**Your assignment:**
Where does "malformed" appear in the data? Return each line that holds it.

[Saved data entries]
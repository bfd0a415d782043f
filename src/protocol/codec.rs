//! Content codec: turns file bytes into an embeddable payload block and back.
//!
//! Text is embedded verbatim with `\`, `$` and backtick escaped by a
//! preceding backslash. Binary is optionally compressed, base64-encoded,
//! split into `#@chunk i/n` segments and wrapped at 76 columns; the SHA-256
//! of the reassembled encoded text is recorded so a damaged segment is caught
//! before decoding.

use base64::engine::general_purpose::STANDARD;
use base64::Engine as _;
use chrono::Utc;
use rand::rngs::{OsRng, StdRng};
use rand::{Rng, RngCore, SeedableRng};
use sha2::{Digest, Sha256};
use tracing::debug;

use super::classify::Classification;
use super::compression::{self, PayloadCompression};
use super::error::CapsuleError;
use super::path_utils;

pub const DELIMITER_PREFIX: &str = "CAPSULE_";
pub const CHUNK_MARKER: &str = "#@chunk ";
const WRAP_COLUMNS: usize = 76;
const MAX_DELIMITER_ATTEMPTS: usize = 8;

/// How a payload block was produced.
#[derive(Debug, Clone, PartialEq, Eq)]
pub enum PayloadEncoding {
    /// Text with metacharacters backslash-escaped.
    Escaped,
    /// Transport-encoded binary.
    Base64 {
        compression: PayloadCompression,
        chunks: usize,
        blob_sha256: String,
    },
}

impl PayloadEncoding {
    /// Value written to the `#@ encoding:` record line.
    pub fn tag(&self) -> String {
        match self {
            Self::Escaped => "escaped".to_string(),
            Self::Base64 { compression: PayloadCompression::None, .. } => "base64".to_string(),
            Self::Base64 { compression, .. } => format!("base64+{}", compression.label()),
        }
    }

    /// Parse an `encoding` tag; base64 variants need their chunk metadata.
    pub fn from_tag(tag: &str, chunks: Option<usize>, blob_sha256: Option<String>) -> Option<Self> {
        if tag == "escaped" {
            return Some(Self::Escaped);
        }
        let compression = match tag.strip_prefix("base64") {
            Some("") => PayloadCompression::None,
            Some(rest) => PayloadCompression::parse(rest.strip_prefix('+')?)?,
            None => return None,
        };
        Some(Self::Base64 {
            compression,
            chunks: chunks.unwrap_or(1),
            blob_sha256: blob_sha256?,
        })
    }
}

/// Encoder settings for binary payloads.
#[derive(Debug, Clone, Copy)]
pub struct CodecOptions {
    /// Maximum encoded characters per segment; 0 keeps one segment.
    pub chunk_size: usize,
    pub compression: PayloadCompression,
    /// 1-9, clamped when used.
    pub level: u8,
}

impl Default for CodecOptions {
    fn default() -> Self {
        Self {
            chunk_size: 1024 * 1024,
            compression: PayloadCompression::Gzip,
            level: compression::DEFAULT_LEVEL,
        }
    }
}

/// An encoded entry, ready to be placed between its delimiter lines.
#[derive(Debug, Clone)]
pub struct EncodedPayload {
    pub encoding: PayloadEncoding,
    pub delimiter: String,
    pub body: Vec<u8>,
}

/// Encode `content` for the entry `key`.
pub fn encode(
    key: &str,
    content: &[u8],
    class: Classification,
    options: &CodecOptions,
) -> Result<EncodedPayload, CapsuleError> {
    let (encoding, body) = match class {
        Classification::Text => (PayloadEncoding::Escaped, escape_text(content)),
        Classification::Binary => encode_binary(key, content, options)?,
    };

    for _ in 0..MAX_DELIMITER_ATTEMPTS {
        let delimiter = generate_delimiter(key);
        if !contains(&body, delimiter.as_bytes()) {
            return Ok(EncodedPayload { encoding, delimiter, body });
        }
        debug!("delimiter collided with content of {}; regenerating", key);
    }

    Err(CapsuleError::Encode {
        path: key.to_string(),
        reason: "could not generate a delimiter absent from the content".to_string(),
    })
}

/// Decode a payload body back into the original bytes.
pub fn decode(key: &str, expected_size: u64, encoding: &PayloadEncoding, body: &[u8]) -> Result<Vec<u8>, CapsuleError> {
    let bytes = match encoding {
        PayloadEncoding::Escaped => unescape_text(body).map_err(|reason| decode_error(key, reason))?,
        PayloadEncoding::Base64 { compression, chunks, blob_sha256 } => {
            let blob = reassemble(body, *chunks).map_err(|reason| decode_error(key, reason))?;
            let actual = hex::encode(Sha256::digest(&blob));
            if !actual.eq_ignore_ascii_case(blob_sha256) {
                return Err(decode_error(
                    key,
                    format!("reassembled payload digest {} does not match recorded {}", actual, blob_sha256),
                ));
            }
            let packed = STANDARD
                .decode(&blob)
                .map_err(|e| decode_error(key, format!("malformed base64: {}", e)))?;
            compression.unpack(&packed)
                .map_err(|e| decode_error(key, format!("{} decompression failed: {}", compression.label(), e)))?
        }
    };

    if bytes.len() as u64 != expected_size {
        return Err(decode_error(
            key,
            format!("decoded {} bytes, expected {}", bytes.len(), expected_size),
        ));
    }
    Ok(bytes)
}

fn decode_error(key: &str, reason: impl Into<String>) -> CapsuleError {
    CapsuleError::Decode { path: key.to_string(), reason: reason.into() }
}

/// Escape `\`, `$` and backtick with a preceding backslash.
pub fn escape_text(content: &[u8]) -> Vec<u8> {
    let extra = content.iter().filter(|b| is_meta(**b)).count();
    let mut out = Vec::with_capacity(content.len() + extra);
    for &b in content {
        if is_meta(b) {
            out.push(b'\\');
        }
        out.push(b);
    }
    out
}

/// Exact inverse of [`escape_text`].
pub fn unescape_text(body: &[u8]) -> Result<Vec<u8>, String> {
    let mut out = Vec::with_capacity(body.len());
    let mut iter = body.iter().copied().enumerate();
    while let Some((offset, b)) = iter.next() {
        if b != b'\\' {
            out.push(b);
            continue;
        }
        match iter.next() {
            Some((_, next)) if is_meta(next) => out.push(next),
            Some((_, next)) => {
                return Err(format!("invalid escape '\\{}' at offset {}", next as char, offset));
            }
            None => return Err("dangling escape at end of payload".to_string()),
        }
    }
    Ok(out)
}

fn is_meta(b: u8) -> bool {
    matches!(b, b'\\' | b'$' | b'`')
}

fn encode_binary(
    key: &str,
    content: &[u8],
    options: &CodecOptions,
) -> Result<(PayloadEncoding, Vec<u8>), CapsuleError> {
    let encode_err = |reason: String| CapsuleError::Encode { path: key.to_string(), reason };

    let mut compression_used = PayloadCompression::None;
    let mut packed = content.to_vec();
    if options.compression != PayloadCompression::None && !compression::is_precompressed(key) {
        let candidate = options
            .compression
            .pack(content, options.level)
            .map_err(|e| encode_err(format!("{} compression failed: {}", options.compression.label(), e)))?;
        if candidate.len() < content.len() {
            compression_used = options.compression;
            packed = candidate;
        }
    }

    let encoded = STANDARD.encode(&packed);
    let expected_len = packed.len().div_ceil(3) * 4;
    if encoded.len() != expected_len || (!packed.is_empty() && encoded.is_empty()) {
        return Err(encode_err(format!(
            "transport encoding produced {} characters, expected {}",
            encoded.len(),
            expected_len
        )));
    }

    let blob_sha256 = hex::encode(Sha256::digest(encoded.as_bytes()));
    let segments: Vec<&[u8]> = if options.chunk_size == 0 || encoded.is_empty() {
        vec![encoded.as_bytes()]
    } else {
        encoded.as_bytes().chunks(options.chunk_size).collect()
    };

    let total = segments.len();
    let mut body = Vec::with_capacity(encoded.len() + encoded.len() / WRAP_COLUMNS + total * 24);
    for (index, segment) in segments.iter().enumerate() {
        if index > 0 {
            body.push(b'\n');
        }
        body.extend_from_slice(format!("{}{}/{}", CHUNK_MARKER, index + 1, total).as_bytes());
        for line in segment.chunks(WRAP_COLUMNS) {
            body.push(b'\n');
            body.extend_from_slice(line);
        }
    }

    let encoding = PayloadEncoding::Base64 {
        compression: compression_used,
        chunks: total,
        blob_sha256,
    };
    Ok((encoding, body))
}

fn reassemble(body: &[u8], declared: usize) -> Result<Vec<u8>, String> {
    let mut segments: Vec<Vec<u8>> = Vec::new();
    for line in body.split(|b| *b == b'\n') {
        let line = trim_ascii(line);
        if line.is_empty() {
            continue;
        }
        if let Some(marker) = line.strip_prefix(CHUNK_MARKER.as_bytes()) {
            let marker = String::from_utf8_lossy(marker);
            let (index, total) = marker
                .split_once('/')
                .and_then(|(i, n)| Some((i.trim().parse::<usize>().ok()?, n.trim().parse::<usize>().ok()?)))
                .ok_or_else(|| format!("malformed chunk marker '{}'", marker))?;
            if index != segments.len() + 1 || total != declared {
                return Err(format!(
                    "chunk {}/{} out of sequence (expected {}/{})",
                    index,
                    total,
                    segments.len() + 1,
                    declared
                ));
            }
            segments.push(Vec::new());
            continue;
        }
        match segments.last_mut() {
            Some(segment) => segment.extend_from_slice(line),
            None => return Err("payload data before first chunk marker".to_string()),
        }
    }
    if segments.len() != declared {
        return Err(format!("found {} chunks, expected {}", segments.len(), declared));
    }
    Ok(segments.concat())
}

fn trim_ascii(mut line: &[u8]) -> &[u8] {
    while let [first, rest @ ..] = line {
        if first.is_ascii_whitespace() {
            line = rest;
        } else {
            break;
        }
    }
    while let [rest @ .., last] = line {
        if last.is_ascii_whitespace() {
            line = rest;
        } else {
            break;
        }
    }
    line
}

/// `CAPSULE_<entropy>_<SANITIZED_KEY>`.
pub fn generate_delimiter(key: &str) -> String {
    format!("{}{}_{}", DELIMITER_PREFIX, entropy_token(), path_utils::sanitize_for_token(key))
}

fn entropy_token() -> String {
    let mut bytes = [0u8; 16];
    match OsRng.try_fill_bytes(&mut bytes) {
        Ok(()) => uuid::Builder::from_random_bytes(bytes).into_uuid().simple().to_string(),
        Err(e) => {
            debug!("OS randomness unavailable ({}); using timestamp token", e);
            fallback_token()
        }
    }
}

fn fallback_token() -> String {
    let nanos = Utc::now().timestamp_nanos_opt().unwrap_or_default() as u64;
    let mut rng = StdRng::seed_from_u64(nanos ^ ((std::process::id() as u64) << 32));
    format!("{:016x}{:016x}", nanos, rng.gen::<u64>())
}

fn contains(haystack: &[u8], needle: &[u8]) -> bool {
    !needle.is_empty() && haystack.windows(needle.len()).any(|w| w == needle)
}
---
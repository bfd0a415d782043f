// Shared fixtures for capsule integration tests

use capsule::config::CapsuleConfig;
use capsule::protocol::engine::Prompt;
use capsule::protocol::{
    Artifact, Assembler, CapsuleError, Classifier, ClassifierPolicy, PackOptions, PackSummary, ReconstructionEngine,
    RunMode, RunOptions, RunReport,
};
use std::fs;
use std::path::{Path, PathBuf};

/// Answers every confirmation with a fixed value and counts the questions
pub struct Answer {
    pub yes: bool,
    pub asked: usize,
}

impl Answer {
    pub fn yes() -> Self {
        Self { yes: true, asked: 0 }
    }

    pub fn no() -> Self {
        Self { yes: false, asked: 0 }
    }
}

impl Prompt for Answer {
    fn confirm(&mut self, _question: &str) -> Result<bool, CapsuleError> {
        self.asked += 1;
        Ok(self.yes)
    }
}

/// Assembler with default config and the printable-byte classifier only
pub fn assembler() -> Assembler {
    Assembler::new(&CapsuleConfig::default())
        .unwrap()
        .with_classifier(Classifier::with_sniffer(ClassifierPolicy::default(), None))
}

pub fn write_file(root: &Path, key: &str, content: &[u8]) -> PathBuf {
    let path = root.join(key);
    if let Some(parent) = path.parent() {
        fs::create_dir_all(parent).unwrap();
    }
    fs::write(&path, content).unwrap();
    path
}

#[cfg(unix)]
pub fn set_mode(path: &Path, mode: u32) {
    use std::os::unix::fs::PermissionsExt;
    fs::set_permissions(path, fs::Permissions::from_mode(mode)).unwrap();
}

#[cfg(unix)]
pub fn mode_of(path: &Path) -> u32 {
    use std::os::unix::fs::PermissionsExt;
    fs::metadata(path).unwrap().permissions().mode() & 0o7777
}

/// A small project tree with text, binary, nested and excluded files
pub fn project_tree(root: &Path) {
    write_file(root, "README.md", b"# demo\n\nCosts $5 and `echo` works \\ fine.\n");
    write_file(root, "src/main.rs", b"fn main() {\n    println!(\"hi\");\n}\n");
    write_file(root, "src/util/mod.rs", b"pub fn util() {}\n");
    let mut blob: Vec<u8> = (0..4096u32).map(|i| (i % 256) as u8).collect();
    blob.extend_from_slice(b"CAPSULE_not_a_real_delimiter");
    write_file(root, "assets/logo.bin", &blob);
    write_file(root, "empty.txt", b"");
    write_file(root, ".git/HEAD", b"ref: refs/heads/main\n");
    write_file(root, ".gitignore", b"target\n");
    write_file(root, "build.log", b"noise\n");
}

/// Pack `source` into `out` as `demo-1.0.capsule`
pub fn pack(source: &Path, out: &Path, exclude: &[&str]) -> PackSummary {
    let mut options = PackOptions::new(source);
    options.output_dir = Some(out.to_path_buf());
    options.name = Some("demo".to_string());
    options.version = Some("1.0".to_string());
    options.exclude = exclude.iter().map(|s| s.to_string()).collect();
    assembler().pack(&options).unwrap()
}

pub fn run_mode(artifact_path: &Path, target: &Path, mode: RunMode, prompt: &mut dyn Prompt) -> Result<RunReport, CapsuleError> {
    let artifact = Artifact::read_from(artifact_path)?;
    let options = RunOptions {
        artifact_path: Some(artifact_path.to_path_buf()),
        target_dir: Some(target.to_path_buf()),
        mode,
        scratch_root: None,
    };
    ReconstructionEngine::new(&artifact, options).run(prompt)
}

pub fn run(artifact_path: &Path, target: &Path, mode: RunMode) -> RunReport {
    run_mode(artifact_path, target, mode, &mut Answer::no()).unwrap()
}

**Solution to the problem:**
                .map_err(|e| decode_error(key, format!("malformed base64: {}", e)))?;
                .ok_or_else(|| format!("malformed chunk marker '{}'", marker))?;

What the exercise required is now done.